Court Opinion

ID: 9653733
Source: CourtListenerOpinion
Date Created: 2023-08-23 17:52:48.805318+00
Date Added: 2024-06-11T18:13:00.999710
License: Public Domain

KITCHENS, Justice,
Concurring in Part and Dissenting in Part.
¶ 60. I concur with the majority’s decision to affirm Nelson’s conviction for the crime of murder, but I part company with my learned colleagues in their affirmance of Nelson’s conviction for kidnapping, which I find to be barred by our constitutional prohibition against double jeopardy.
¶ 61. This is a murder case and nothing more. Whichever of Nelson’s actions can fairly be said to have given rise to kidnapping charges clearly were subsumed within his murderous conduct and cannot, consistent with the protections of the Fifth Amendment to the United States Constitution and Article 3, Section 22, of the Mississippi Constitution, form the basis of a prosecution for a separate offense.
¶ 62. Section 97-3-19 of the Mississippi Code requires that prosecutors show both an act of killing and “deliberate design to effect the death” in order to garner a conviction for murder. Miss.Code Ann. § 97-3-19 (Rev.2006). By comparison, Mississippi Code Section 97-3-53 defines kidnapping as an intentional, forcible seizure and confinement. Miss.Code Ann. § 97-3-53 (Rev.2006). Obviously, these two statutes are facially distinct, and therefore, I readily concede that a defendant may be guilty of both kidnapping and murder, as it is elementary that “[a] single act may be an offense against two statutes .... ” Blockburger v. United States, 284 U.S. 299, 304, 52 S.Ct. 180, 76 L.Ed. 306 (1932).
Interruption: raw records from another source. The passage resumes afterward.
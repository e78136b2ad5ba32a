//! Shared domain types (Provider, FetchWindow, canonical cost record)

use std::collections::BTreeMap;
use std::fmt;
use std::str::FromStr;

use anyhow::{anyhow, Result};
use chrono::{DateTime, Utc};
use rust_decimal::Decimal;
use serde::{Deserialize, Serialize};

/// Provider-native record as returned by a billing API page.
pub type RawRecord = serde_json::Map<String, serde_json::Value>;

/// Supported cloud providers.
#[derive(Debug, Clone, Copy, PartialEq, Eq, PartialOrd, Ord, Hash, Serialize, Deserialize)]
pub enum Provider {
    #[serde(rename = "aws")]
    Aws,
    #[serde(rename = "azure")]
    Azure,
    #[serde(rename = "gcp")]
    Gcp,
}

impl Provider {
    pub const ALL: [Provider; 3] = [Provider::Aws, Provider::Azure, Provider::Gcp];

    pub fn as_code(&self) -> &'static str {
        match self {
            Provider::Aws => "AWS",
            Provider::Azure => "Azure",
            Provider::Gcp => "GCP",
        }
    }

    /// Prefix used for provider-specific keys preserved in `tags`.
    pub fn tag_prefix(&self) -> &'static str {
        match self {
            Provider::Aws => "aws",
            Provider::Azure => "azure",
            Provider::Gcp => "gcp",
        }
    }

    pub fn from_code(code: &str) -> Option<Self> {
        match code.to_ascii_uppercase().as_str() {
            "AWS" | "AMAZON" => Some(Provider::Aws),
            "AZURE" | "MICROSOFT" => Some(Provider::Azure),
            "GCP" | "GOOGLE" => Some(Provider::Gcp),
            _ => None,
        }
    }
}

impl fmt::Display for Provider {
    fn fmt(&self, f: &mut fmt::Formatter<'_>) -> fmt::Result {
        f.write_str(self.as_code())
    }
}

impl FromStr for Provider {
    type Err = anyhow::Error;

    fn from_str(s: &str) -> Result<Self> {
        Provider::from_code(s.trim()).ok_or_else(|| anyhow!("unknown provider '{}'", s))
    }
}

/// Half-open interval `[start, end)` requested from a provider.
#[derive(Debug, Clone, Copy, PartialEq, Eq, Serialize, Deserialize)]
pub struct FetchWindow {
    pub start: DateTime<Utc>,
    pub end: DateTime<Utc>,
}

impl FetchWindow {
    pub fn new(start: DateTime<Utc>, end: DateTime<Utc>) -> Result<Self> {
        if start >= end {
            return Err(anyhow!(
                "fetch window start {} must be before end {}",
                start.to_rfc3339(),
                end.to_rfc3339()
            ));
        }
        Ok(Self { start, end })
    }

    #[inline]
    pub fn contains(&self, ts: DateTime<Utc>) -> bool {
        self.start <= ts && ts < self.end
    }
}

impl fmt::Display for FetchWindow {
    fn fmt(&self, f: &mut fmt::Formatter<'_>) -> fmt::Result {
        write!(f, "{}..{}", self.start.format("%Y-%m-%d"), self.end.format("%Y-%m-%d"))
    }
}

/// Canonical, provider-agnostic cost line item.
#[derive(Debug, Clone, PartialEq, Eq, Serialize, Deserialize)]
pub struct ResourceCostRecord {
    pub provider: Provider,
    pub account_id: String,
    pub service_name: String,
    pub resource_id: Option<String>,
    pub amount: Decimal,
    /// Upper-case ISO 4217 code, never converted.
    pub currency: String,
    pub period_start: DateTime<Utc>,
    pub period_end: DateTime<Utc>,
    pub tags: BTreeMap<String, String>,
    /// Credit or refund line; the only case where `amount` may be negative.
    pub is_credit: bool,
}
¶ 63. But the facts set before us provide no basis for such a conclusion. The seizure and confinement in this case were merely incidental to the act of murder, namely, taping a bag around Shannon Tor-rence’s head, dragging his dying body to the car, and driving him to the woods where the body was dumped. This unbroken course of conduct by Nelson, which brought about the death of his victim, constituted the dastardly act of murder for which he properly was convicted. But no more can it form the basis for a valid kidnapping charge than can the act of a gunman who backs his victim into a corner before shooting him, or the act of a strangler who seizes his quarry’s throat until the poor soul breathes his last breath. We would not hold that acts such as these, incidental to the very act of murder itself, are also acts of kidnapping. Neither, therefore, should we hold that Nelson’s despicable and malicious conduct constituted any crime but murder.
¶ 64. Indeed, the crime of murder necessarily includes some degree of seizure, no matter how brief or how slight. If we declare such incidental seizure is a fact sufficient to give rise to a separate charge of kidnapping, then the practical effect would be that every act of murder is capital murder, with kidnapping as the underlying felony. If readings of the kidnapping and murder statutes evince a legislative intent to permit such a result, then that interpretation is lost on me.
¶ 65. More fundamentally, though, our double-jeopardy jurisprudence recognizes *913that “when the impulse is single, but one [charge] lies, no matter how long the action may continue. If successive impulses are separately given, even though all unite in swelling a common stream of action, separate [charge]s lie.” Id. at 302, 52 S.Ct. 180. No such separation of impulses can reasonably be gleaned from the facts of this tragic case; and to the extent that this particular murderous act suggests the propriety of a separate charge of kidnapping, such a suggestion lies in conflict with the state and federal constitutional guarantees of protection from double jeopardy.
¶ 66. Accordingly, I would affirm the conviction for murder but reverse and render on the charge of kidnapping. Therefore, I concur in part and dissent in part.